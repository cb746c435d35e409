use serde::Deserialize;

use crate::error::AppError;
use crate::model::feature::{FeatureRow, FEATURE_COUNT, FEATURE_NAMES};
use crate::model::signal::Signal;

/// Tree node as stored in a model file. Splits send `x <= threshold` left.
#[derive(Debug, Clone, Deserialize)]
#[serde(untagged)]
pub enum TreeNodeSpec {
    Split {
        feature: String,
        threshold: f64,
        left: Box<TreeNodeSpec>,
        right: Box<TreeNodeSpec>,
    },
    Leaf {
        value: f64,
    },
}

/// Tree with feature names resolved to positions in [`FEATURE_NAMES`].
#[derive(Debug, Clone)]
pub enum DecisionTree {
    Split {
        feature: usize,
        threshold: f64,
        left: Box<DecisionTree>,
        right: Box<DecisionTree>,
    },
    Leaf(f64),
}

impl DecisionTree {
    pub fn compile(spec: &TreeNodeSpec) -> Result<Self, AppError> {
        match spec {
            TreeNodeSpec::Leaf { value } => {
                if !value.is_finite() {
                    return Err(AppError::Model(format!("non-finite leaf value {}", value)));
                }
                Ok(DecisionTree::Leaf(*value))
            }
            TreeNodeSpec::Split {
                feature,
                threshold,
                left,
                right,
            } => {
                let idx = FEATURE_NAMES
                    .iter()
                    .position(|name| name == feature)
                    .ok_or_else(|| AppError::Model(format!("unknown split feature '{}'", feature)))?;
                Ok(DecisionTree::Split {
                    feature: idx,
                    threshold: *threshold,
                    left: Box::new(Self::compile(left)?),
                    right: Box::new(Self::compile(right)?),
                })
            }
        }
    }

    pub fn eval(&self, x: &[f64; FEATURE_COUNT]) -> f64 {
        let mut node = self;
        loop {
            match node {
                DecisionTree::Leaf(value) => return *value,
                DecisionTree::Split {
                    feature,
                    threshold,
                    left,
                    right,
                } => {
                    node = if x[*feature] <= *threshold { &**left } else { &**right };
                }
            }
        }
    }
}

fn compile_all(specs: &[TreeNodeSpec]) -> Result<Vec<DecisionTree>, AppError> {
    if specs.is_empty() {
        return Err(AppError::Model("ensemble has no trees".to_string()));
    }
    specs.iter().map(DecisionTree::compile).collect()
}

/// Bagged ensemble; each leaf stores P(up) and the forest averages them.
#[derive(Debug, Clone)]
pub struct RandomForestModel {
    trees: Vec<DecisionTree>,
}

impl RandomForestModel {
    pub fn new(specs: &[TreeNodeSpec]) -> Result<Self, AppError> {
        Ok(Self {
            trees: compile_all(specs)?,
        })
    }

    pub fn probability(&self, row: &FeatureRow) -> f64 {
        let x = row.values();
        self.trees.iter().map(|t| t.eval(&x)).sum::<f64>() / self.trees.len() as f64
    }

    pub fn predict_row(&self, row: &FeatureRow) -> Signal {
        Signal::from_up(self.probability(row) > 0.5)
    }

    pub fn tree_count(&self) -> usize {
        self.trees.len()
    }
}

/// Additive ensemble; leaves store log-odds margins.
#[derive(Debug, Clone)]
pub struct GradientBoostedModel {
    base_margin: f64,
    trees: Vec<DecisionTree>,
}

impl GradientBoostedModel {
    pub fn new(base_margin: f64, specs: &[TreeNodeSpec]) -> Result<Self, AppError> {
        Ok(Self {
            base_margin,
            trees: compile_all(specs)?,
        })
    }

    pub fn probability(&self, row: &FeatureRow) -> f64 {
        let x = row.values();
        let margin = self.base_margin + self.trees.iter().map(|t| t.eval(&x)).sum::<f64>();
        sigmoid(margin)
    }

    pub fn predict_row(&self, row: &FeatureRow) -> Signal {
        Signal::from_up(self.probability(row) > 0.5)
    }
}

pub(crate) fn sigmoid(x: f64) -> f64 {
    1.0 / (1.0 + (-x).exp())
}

※

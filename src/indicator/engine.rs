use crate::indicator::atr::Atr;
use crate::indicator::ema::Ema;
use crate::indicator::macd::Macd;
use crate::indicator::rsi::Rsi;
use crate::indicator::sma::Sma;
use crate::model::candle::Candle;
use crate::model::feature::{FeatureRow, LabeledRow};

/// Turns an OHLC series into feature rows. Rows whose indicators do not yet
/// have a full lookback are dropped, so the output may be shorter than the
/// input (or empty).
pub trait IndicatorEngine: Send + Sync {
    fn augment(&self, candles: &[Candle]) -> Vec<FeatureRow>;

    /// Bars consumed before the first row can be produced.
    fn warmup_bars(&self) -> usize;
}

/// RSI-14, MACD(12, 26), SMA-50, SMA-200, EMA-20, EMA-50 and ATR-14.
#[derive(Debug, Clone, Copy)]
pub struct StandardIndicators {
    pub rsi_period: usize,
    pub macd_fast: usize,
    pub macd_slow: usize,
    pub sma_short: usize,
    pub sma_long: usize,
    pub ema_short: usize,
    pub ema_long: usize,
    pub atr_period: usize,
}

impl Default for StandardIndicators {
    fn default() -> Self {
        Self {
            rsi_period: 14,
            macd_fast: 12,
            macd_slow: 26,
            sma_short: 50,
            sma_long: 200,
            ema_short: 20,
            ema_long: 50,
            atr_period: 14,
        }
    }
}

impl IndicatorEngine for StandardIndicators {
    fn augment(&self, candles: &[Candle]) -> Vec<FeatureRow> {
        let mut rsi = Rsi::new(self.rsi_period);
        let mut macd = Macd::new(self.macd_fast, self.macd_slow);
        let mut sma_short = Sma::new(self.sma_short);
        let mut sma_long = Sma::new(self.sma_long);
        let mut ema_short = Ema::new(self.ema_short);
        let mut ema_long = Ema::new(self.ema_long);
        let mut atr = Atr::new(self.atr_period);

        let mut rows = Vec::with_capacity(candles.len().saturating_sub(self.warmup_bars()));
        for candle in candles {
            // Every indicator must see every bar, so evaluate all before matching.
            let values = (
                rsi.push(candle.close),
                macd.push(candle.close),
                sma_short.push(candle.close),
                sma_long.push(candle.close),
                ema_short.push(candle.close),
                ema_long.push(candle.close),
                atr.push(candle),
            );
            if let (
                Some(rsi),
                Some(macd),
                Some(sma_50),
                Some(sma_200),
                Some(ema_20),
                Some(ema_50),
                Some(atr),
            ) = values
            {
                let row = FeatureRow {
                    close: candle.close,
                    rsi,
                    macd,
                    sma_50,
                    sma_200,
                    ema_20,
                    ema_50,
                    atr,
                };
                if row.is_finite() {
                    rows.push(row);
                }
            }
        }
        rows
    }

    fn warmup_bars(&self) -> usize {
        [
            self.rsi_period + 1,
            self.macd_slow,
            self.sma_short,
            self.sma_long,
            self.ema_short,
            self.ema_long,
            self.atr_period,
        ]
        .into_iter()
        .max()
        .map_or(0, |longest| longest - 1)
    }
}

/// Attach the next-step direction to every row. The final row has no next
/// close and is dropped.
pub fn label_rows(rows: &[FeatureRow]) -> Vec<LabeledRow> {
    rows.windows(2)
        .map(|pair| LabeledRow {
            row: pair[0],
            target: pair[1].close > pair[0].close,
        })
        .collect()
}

※

◆ What the exercise asks ◆
Filter the records for lines containing the word "push" and copy each one.

◆ Task output ◆
                rsi.push(candle.close),
                macd.push(candle.close),
                sma_short.push(candle.close),
                sma_long.push(candle.close),
                ema_short.push(candle.close),
                ema_long.push(candle.close),
                atr.push(candle),
                    rows.push(row);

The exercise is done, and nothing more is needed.